Monday, September 12, 2011

An Example of Portfolio Aggregation - Dell and HP

When you build a portfolio, you are really building your own holding company, with an ownership in the various companies you buy.  Below is an example of how to look at this for investing an equal amount in Dell (DELL) and Hewlett Packard (HPQ).  At a time when tablets are supposed to make PCs obsolete, and with both businesses facing lots of negative news, I thought it would be instructive to see how cheap the combination of these two companies gets.

Both of these companies are in the "Computer Hardware" industry, and in the trailing twelve months (TTM), HPQ has a 33.4% market share of that industry and DELL has 16.1%.  So in total they have about half (five years ago it was more like 60%).  So are they shrinking?  Actually, the industry has grown by about 9% per year over the last 5 years, while HPQ has grown 8% and DELL 2%.  The aggregate investment has grown by 5% per year (vs. 4% for the revenues of the S&P 500).

What else can we say about the HPQ+DELL holding company?  Margins have grown from 5.5% five years ago to 6.6% in the TTM, and ROE has grown from 23.7% to 29.5%.

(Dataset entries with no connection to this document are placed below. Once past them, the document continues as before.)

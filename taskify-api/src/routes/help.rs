/// AI help assistant endpoints
///
/// Conversations are keyed by a client-chosen session id and stored in
/// full. Sending a message calls the configured chat backend with the
/// last few turns as context; when the backend misbehaves the user still
/// gets a stored apology reply rather than an error page.

use axum::{
    extract::{Path, State},
    Json,
};
use serde::{Deserialize, Serialize};
use validator::Validate;

use taskify_shared::models::help_message::{HelpMessage, HelpSender};

use crate::app::AppState;
use crate::error::{ApiError, ApiResult};
use crate::help::{ChatMessage, HelpClient};

/// How many prior messages accompany each question
const HISTORY_LIMIT: i64 = 10;

/// Reply stored and returned when the AI backend fails
const FALLBACK_REPLY: &str = "Sorry, I'm having trouble answering right now. \
     Please try again in a moment.";

#[derive(Serialize)]
pub struct SessionResponse {
    pub messages: Vec<HelpMessage>,
}

#[derive(Serialize)]
#[serde(rename_all = "camelCase")]
pub struct SendMessageResponse {
    pub user_message: HelpMessage,

    pub ai_message: HelpMessage,

    #[serde(skip_serializing_if = "Option::is_none")]
    pub error: Option<String>,
}

#[derive(Serialize)]
pub struct ContextHelpResponse {
    pub message: HelpMessage,
}

#[derive(Serialize)]
pub struct ClearSessionResponse {
    pub success: bool,
}

/// POST /api/help/session/:sessionId/message request body
#[derive(Debug, Deserialize, Validate)]
#[serde(rename_all = "camelCase")]
pub struct SendMessageRequest {
    #[validate(length(min = 1, message = "Message content must not be empty"))]
    pub content: String,

    pub screen_context: Option<String>,
}

/// POST /api/help/session/:sessionId/context request body
#[derive(Debug, Deserialize)]
#[serde(rename_all = "camelCase")]
pub struct ContextHelpRequest {
    pub screen_context: Option<String>,
}

/// Canned opening question for each known screen
fn context_question(screen_context: &str) -> &'static str {
    match screen_context {
        "kanban_board" => "How can I work with tasks on this Kanban board?",
        "project_list" => "What can I do with my projects?",
        "task_detail" => "How do I manage this task?",
        _ => "How can you help me?",
    }
}

/// GET /api/help/session/:sessionId
pub async fn get_session(
    State(state): State<AppState>,
    Path(session_id): Path<String>,
) -> ApiResult<Json<SessionResponse>> {
    let messages = HelpMessage::list_by_session(&state.db, &session_id).await?;
    Ok(Json(SessionResponse { messages }))
}

/// POST /api/help/session/:sessionId/message
///
/// Stores the user's question, asks the assistant and stores its reply.
/// The request succeeds even when the AI backend fails; the `error` field
/// tells the frontend the reply is a fallback.
pub async fn send_message(
    State(state): State<AppState>,
    Path(session_id): Path<String>,
    Json(request): Json<SendMessageRequest>,
) -> ApiResult<Json<SendMessageResponse>> {
    request.validate()?;

    let help = state.help.as_ref().ok_or_else(|| {
        ApiError::ServiceUnavailable("Help assistant is not configured".to_string())
    })?;

    let user_message = HelpMessage::insert(
        &state.db,
        &session_id,
        HelpSender::User,
        &request.content,
        request.screen_context.as_deref(),
    )
    .await?;

    let history = HelpMessage::recent_history(&state.db, &session_id, HISTORY_LIMIT).await?;
    let reply = ask_assistant(help, &history, request.screen_context.as_deref()).await;

    let (content, error) = match reply {
        Ok(content) => (content, None),
        Err(e) => {
            tracing::warn!(%session_id, error = %e, "help backend failed, storing fallback reply");
            (
                FALLBACK_REPLY.to_string(),
                Some("AI assistant temporarily unavailable".to_string()),
            )
        }
    };

    let ai_message = HelpMessage::insert(
        &state.db,
        &session_id,
        HelpSender::Ai,
        &content,
        request.screen_context.as_deref(),
    )
    .await?;

    Ok(Json(SendMessageResponse {
        user_message,
        ai_message,
        error,
    }))
}

/// POST /api/help/session/:sessionId/context
///
/// Proactive help when the user opens a screen: the assistant answers a
/// canned question for that screen and the reply lands in the session
/// transcript as an AI message. 400 when `screenContext` is missing.
pub async fn get_context_help(
    State(state): State<AppState>,
    Path(session_id): Path<String>,
    Json(request): Json<ContextHelpRequest>,
) -> ApiResult<Json<ContextHelpResponse>> {
    let screen_context = request
        .screen_context
        .as_deref()
        .filter(|screen| !screen.is_empty())
        .ok_or_else(|| ApiError::BadRequest("screenContext is required".to_string()))?;

    let help = state.help.as_ref().ok_or_else(|| {
        ApiError::ServiceUnavailable("Help assistant is not configured".to_string())
    })?;

    let question = context_question(screen_context);
    let reply = help
        .complete(vec![ChatMessage::user(question)], Some(screen_context))
        .await
        .map_err(|e| {
            tracing::warn!(%session_id, screen_context, error = %e, "contextual help failed");
            ApiError::ServiceUnavailable("Help assistant is unavailable".to_string())
        })?;

    let message = HelpMessage::insert(
        &state.db,
        &session_id,
        HelpSender::Ai,
        &reply,
        Some(screen_context),
    )
    .await?;

    Ok(Json(ContextHelpResponse { message }))
}

/// DELETE /api/help/session/:sessionId
pub async fn clear_session(
    State(state): State<AppState>,
    Path(session_id): Path<String>,
) -> ApiResult<Json<ClearSessionResponse>> {
    let removed = HelpMessage::clear_session(&state.db, &session_id).await?;
    tracing::info!(%session_id, removed, "help session cleared");

    Ok(Json(ClearSessionResponse { success: true }))
}

/// Maps the stored transcript to chat turns and asks for the next reply
async fn ask_assistant(
    help: &HelpClient,
    history: &[HelpMessage],
    screen_context: Option<&str>,
) -> Result<String, crate::help::HelpClientError> {
    let turns: Vec<ChatMessage> = history
        .iter()
        .map(|message| {
            if message.sender == HelpSender::Ai.as_str() {
                ChatMessage::assistant(message.content.clone())
            } else {
                ChatMessage::user(message.content.clone())
            }
        })
        .collect();

    help.complete(turns, screen_context).await
}

#[cfg(test)]
mod tests {
    use super::*;

    #[test]
    fn test_empty_message_fails_validation() {
        let request = SendMessageRequest {
            content: String::new(),
            screen_context: None,
        };
        assert!(request.validate().is_err());
    }

    #[test]
    fn test_context_question_per_screen() {
        assert_eq!(
            context_question("kanban_board"),
            "How can I work with tasks on this Kanban board?"
        );
        assert_eq!(
            context_question("project_list"),
            "What can I do with my projects?"
        );
        assert_eq!(context_question("task_detail"), "How do I manage this task?");
        assert_eq!(context_question("settings"), "How can you help me?");
    }

    #[test]
    fn test_context_request_tolerates_missing_screen() {
        let request: ContextHelpRequest = serde_json::from_value(serde_json::json!({})).unwrap();
        assert!(request.screen_context.is_none());

        let request: ContextHelpRequest = serde_json::from_value(serde_json::json!({
            "screenContext": "kanban_board"
        }))
        .unwrap();
        assert_eq!(request.screen_context.as_deref(), Some("kanban_board"));
    }

    #[test]
    fn test_send_request_accepts_screen_context() {
        let request: SendMessageRequest = serde_json::from_value(serde_json::json!({
            "content": "How do I assign a task?",
            "screenContext": "kanban_board"
        }))
        .unwrap();

        assert_eq!(request.screen_context.as_deref(), Some("kanban_board"));
        assert!(request.validate().is_ok());
    }
}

In contrast, the valuation has dropped from a price-to-sales of 1.1 5 years ago to 0.4 right now.  Price-to-book dropped from 4.7 to 1.7.  The PE ratio went from 20 back then, to 5.9 right now (this doesn't back out the surplus cash that the companies hold, which would lower it a bit more).

Of course, all of this may be because PCs are going to gradually disappear, so if you believe that, this is a classic value trap.  If you think the industry is going to flat-line or do better over the next few years, though, you can buy most of the market share for 0.4x sales, in a business that is easily earning higher than 5% margins.  Even at 5% margins, you're getting an 8% yield on your investment.

Some of that return will no doubt get burned on pricey acquisitions, etc, although the return on retained earnings over 5 years for the aggregate has been 10.9% which isn't bad.

So is this a slam dunk investment?  I'm not sure - I think it's attractive at this price, but I could be wrong.  The main point of this post is to explore the value of aggregating different companies into holding companies to see what the aggregate looks like.